→ **RECORDS FOR THE EXERCISE**:
* * * * *

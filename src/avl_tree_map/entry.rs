use core::fmt;
use core::mem;

use super::Position;
use crate::compare::{Compare, Less};
use crate::raw::{Handle, RawAvlMap};

/// A view into a single entry in a map, which may either be vacant or occupied.
///
/// This `enum` is constructed from the [`entry`] method on [`crate::AvlTreeMap`].
///
/// # Examples
///
/// ```
/// use wabi_avl::AvlTreeMap;
/// use wabi_avl::avl_tree_map::Entry;
///
/// let mut map = AvlTreeMap::new();
///
/// match map.entry("oz") {
///     Entry::Vacant(v) => {
///         v.insert(1);
///     }
///     Entry::Occupied(mut o) => {
///         *o.get_mut() += 1;
///     }
/// }
/// assert_eq!(map["oz"], 1);
/// ```
///
/// [`entry`]: crate::AvlTreeMap::entry
pub enum Entry<'a, K: 'a, V: 'a, C = Less> {
    /// A vacant entry.
    Vacant(VacantEntry<'a, K, V, C>),

    /// An occupied entry.
    Occupied(OccupiedEntry<'a, K, V, C>),
}

impl<K: fmt::Debug, V: fmt::Debug, C> fmt::Debug for Entry<'_, K, V, C> {
    fn fmt(&self, f: &mut fmt::Formatter<'_>) -> fmt::Result {
        match self {
            Entry::Vacant(v) => f.debug_tuple("Entry").field(v).finish(),
            Entry::Occupied(o) => f.debug_tuple("Entry").field(o).finish(),
        }
    }
}

/// A view into a vacant entry in an `AvlTreeMap`.
/// It is part of the [`Entry`] enum.
pub struct VacantEntry<'a, K, V, C = Less> {
    pub(super) key: K,
    pub(super) tree: &'a mut RawAvlMap<K, V, C>,
}

impl<K: fmt::Debug, V, C> fmt::Debug for VacantEntry<'_, K, V, C> {
    fn fmt(&self, f: &mut fmt::Formatter<'_>) -> fmt::Result {
        f.debug_tuple("VacantEntry").field(&self.key).finish()
    }
}

/// A view into an occupied entry in an `AvlTreeMap`.
/// It is part of the [`Entry`] enum.
///
/// # Examples
///
/// ```
/// use wabi_avl::AvlTreeMap;
/// use wabi_avl::avl_tree_map::Entry;
///
/// let mut map = AvlTreeMap::new();
/// map.insert("oz", 1);
///
/// if let Entry::Occupied(mut o) = map.entry("oz") {
///     *o.get_mut() += 1;
/// }
/// assert_eq!(map["oz"], 2);
/// ```
pub struct OccupiedEntry<'a, K, V, C = Less> {
    pub(super) handle: Handle,
    pub(super) tree: &'a mut RawAvlMap<K, V, C>,
}

impl<K: fmt::Debug, V: fmt::Debug, C> fmt::Debug for OccupiedEntry<'_, K, V, C> {
    fn fmt(&self, f: &mut fmt::Formatter<'_>) -> fmt::Result {
        f.debug_struct("OccupiedEntry").field("key", self.key()).field("value", self.get()).finish()
    }
}

impl<'a, K, V, C: Compare<K>> Entry<'a, K, V, C> {
    /// Ensures a value is in the entry by inserting the default if empty, and returns
    /// a mutable reference to the value in the entry.
    ///
    /// # Examples
    ///
    /// ```
    /// use wabi_avl::AvlTreeMap;
    ///
    /// let mut map: AvlTreeMap<&str, usize> = AvlTreeMap::new();
    /// map.entry("poneyland").or_insert(12);
    ///
    /// assert_eq!(map["poneyland"], 12);
    /// ```
    ///
    /// # Complexity
    ///
    /// O(log n) if vacant (insertion), O(1) if occupied.
    pub fn or_insert(self, default: V) -> &'a mut V {
        match self {
            Entry::Occupied(o) => o.into_mut(),
            Entry::Vacant(v) => v.insert(default),
        }
    }

    /// Ensures a value is in the entry by inserting the result of the default function if empty,
    /// and returns a mutable reference to the value in the entry.
    pub fn or_insert_with<F: FnOnce() -> V>(self, default: F) -> &'a mut V {
        match self {
            Entry::Occupied(o) => o.into_mut(),
            Entry::Vacant(v) => v.insert(default()),
        }
    }

    /// Ensures a value is in the entry by inserting, if empty, the result of the default
    /// function called with the entry's key.
    ///
    /// # Examples
    ///
    /// ```
    /// use wabi_avl::AvlTreeMap;
    ///
    /// let mut map: AvlTreeMap<&str, usize> = AvlTreeMap::new();
    ///
    /// map.entry("poneyland").or_insert_with_key(|key| key.chars().count());
    ///
    /// assert_eq!(map["poneyland"], 9);
    /// ```
    pub fn or_insert_with_key<F: FnOnce(&K) -> V>(self, default: F) -> &'a mut V {
        match self {
            Entry::Occupied(o) => o.into_mut(),
            Entry::Vacant(v) => {
                let value = default(&v.key);
                v.insert(value)
            }
        }
    }

    /// Returns a reference to this entry's key.
    pub fn key(&self) -> &K {
        match self {
            Entry::Occupied(o) => o.key(),
            Entry::Vacant(v) => v.key(),
        }
    }

    /// Provides in-place mutable access to an occupied entry before any
    /// potential inserts into the map.
    ///
    /// # Examples
    ///
    /// ```
    /// use wabi_avl::AvlTreeMap;
    ///
    /// let mut map: AvlTreeMap<&str, usize> = AvlTreeMap::new();
    ///
    /// map.entry("poneyland").and_modify(|e| *e += 1).or_insert(42);
    /// assert_eq!(map["poneyland"], 42);
    ///
    /// map.entry("poneyland").and_modify(|e| *e += 1).or_insert(42);
    /// assert_eq!(map["poneyland"], 43);
    /// ```
    #[must_use]
    pub fn and_modify<F>(mut self, f: F) -> Self
    where
        F: FnOnce(&mut V),
    {
        if let Entry::Occupied(o) = &mut self {
            f(o.get_mut());
        }
        self
    }

    /// Sets the value of the entry, and returns an `OccupiedEntry`.
    pub fn insert_entry(self, value: V) -> OccupiedEntry<'a, K, V, C> {
        match self {
            Entry::Occupied(mut o) => {
                o.insert(value);
                o
            }
            Entry::Vacant(v) => v.insert_entry(value),
        }
    }
}

impl<'a, K, V: Default, C: Compare<K>> Entry<'a, K, V, C> {
    /// Ensures a value is in the entry by inserting the default value if empty,
    /// and returns a mutable reference to the value in the entry.
    ///
    /// # Examples
    ///
    /// ```
    /// use wabi_avl::AvlTreeMap;
    ///
    /// let mut map: AvlTreeMap<&str, Option<usize>> = AvlTreeMap::new();
    /// map.entry("poneyland").or_default();
    ///
    /// assert_eq!(map["poneyland"], None);
    /// ```
    pub fn or_default(self) -> &'a mut V {
        self.or_insert_with(V::default)
    }
}

impl<'a, K, V, C: Compare<K>> VacantEntry<'a, K, V, C> {
    /// Gets a reference to the key that would be used when inserting a value
    /// through the `VacantEntry`.
    pub fn key(&self) -> &K {
        &self.key
    }

    /// Take ownership of the key.
    pub fn into_key(self) -> K {
        self.key
    }

    /// Sets the value of the entry with the `VacantEntry`'s key,
    /// and returns a mutable reference to it.
    ///
    /// # Complexity
    ///
    /// O(log n)
    pub fn insert(self, value: V) -> &'a mut V {
        self.insert_entry(value).into_mut()
    }

    /// Sets the value of the entry with the `VacantEntry`'s key,
    /// and returns an `OccupiedEntry`.
    pub fn insert_entry(self, value: V) -> OccupiedEntry<'a, K, V, C> {
        let (handle, _) = self.tree.insert(self.key, value);
        OccupiedEntry { handle, tree: self.tree }
    }
}

impl<'a, K, V, C> OccupiedEntry<'a, K, V, C> {
    /// Gets a reference to the key in the entry.
    ///
    /// # Complexity
    ///
    /// O(1)
    #[must_use]
    pub fn key(&self) -> &K {
        self.tree.entry_at(self.handle).0
    }

    /// Returns the position of this entry in the map.
    ///
    /// # Examples
    ///
    /// ```
    /// use wabi_avl::AvlTreeMap;
    /// use wabi_avl::avl_tree_map::Entry;
    ///
    /// let mut map = AvlTreeMap::from([(7, "seven")]);
    /// let position = match map.entry(7) {
    ///     Entry::Occupied(o) => o.position(),
    ///     Entry::Vacant(_) => unreachable!(),
    /// };
    /// assert_eq!(position, map.find(&7));
    /// ```
    #[must_use]
    pub fn position(&self) -> Position {
        Position::new(self.handle)
    }

    /// Take ownership of the key and value from the map.
    ///
    /// # Examples
    ///
    /// ```
    /// use wabi_avl::AvlTreeMap;
    /// use wabi_avl::avl_tree_map::Entry;
    ///
    /// let mut map: AvlTreeMap<&str, usize> = AvlTreeMap::new();
    /// map.entry("poneyland").or_insert(12);
    ///
    /// if let Entry::Occupied(o) = map.entry("poneyland") {
    ///     // We delete the entry from the map.
    ///     o.remove_entry();
    /// }
    ///
    /// // If now try to get the value, it will panic:
    /// // println!("{}", map["poneyland"]);
    /// ```
    ///
    /// # Complexity
    ///
    /// O(log n)
    pub fn remove_entry(self) -> (K, V) {
        self.tree.remove_handle(self.handle)
    }

    /// Gets a reference to the value in the entry.
    #[must_use]
    pub fn get(&self) -> &V {
        self.tree.entry_at(self.handle).1
    }

    /// Gets a mutable reference to the value in the entry.
    ///
    /// If you need a reference to the `OccupiedEntry` that may outlive the
    /// destruction of the `Entry` value, see [`into_mut`].
    ///
    /// [`into_mut`]: OccupiedEntry::into_mut
    pub fn get_mut(&mut self) -> &mut V {
        self.tree.entry_at_mut(self.handle).1
    }

    /// Converts the entry into a mutable reference to its value.
    ///
    /// If you need multiple references to the `OccupiedEntry`, see [`get_mut`].
    ///
    /// [`get_mut`]: OccupiedEntry::get_mut
    #[must_use = "`self` will be dropped if the result is not used"]
    pub fn into_mut(self) -> &'a mut V {
        self.tree.entry_at_mut(self.handle).1
    }

    /// Sets the value of the entry with the `OccupiedEntry`'s key,
    /// and returns the entry's old value.
    ///
    /// # Examples
    ///
    /// ```
    /// use wabi_avl::AvlTreeMap;
    /// use wabi_avl::avl_tree_map::Entry;
    ///
    /// let mut map: AvlTreeMap<&str, usize> = AvlTreeMap::new();
    /// map.entry("poneyland").or_insert(12);
    ///
    /// if let Entry::Occupied(mut o) = map.entry("poneyland") {
    ///     assert_eq!(o.insert(15), 12);
    /// }
    /// assert_eq!(map["poneyland"], 15);
    /// ```
    pub fn insert(&mut self, value: V) -> V {
        mem::replace(self.get_mut(), value)
    }

    /// Takes the value of the entry out of the map, and returns it.
    ///
    /// # Complexity
    ///
    /// O(log n)
    pub fn remove(self) -> V {
        self.remove_entry().1
    }
}

#[cfg(test)]
#[cfg_attr(coverage_nightly, coverage(off))]
mod tests {
    use crate::AvlTreeMap;
    use crate::avl_tree_map::Entry;
    use alloc::format;

    #[test]
    fn vacant_entry_keeps_key_until_insert() {
        let mut map: AvlTreeMap<i32, &str> = AvlTreeMap::new();
        let Entry::Vacant(v) = map.entry(4) else {
            panic!("expected a vacant entry");
        };
        assert_eq!(format!("{v:?}"), "VacantEntry(4)");
        assert_eq!(v.into_key(), 4);
        assert!(map.is_empty());
    }

    #[test]
    fn insert_entry_on_both_variants() {
        let mut map = AvlTreeMap::from([(1, "one")]);
        let o = map.entry(1).insert_entry("uno");
        assert_eq!(o.get(), &"uno");
        let o = map.entry(2).insert_entry("dos");
        assert_eq!(o.key(), &2);
        assert_eq!(o.remove(), "dos");
        assert_eq!(map.len(), 1);
        map.raw.validate_invariants();
    }

    #[test]
    fn occupied_entry_survives_rebalancing_elsewhere() {
        let mut map: AvlTreeMap<i32, i32> = (0..32).map(|k| (k, k)).collect();
        let Entry::Occupied(mut o) = map.entry(16) else {
            panic!("expected an occupied entry");
        };
        *o.get_mut() = -16;
        assert_eq!(o.remove_entry(), (16, -16));
        assert_eq!(map.len(), 31);
        map.raw.validate_invariants();
    }
}
use super::handle::Handle;

/// AVL heights stay below 1.45 * log2(n + 2), so a byte covers any handle width.
pub(crate) type Height = u8;

/// Which child link a descent follows.
#[derive(Clone, Copy, Debug, Eq, PartialEq)]
pub(crate) enum Side {
    Left,
    Right,
}

impl Side {
    #[inline]
    pub(crate) const fn opposite(self) -> Self {
        match self {
            Side::Left => Side::Right,
            Side::Right => Side::Left,
        }
    }
}

// A binary search tree node. Sentinels are reserved handles and never get a `Node`.
pub(crate) struct Node<K> {
    key: K,
    // Handle into the value arena. Values live apart from the links so that mutable value
    // iteration never overlaps the structure being walked.
    value: Handle,
    // Leaf = 1; an absent child counts as 0.
    height: Height,
    parent: Option<Handle>,
    left: Option<Handle>,
    right: Option<Handle>,
}

impl<K> Node<K> {
    /// Creates a detached leaf.
    pub(crate) fn new(key: K, value: Handle, parent: Option<Handle>) -> Self {
        Self {
            key,
            value,
            height: 1,
            parent,
            left: None,
            right: None,
        }
    }

    #[inline]
    pub(crate) fn key(&self) -> &K {
        &self.key
    }

    #[inline]
    pub(crate) fn value(&self) -> Handle {
        self.value
    }

    /// Consumes the node, returning the key and the value handle it owned.
    pub(crate) fn into_parts(self) -> (K, Handle) {
        (self.key, self.value)
    }

    #[inline]
    pub(crate) fn height(&self) -> Height {
        self.height
    }

    pub(crate) fn set_height(&mut self, height: Height) {
        self.height = height;
    }

    #[inline]
    pub(crate) fn parent(&self) -> Option<Handle> {
        self.parent
    }

    pub(crate) fn set_parent(&mut self, parent: Option<Handle>) {
        self.parent = parent;
    }

    #[inline]
    pub(crate) fn left(&self) -> Option<Handle> {
        self.left
    }

    #[inline]
    pub(crate) fn right(&self) -> Option<Handle> {
        self.right
    }

    #[inline]
    pub(crate) fn child(&self, side: Side) -> Option<Handle> {
        match side {
            Side::Left => self.left,
            Side::Right => self.right,
        }
    }

    /// Overwrites one child link. The child's parent link is the caller's business.
    pub(crate) fn set_child(&mut self, side: Side, child: Option<Handle>) {
        match side {
            Side::Left => self.left = child,
            Side::Right => self.right = child,
        }
    }

    /// Returns which side `child` hangs from, if it is a child of this node at all.
    pub(crate) fn side_of(&self, child: Handle) -> Option<Side> {
        if self.left == Some(child) {
            Some(Side::Left)
        } else if self.right == Some(child) {
            Some(Side::Right)
        } else {
            None
        }
    }
}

* * * * *

→ **WHAT THIS TASK INVOLVES**: Where a line of the data above includes the string "used", pull it out.

→ **ANSWER TO THE PROBLEM**:
    /// Gets a reference to the key that would be used when inserting a value
    #[must_use = "`self` will be dropped if the result is not used"]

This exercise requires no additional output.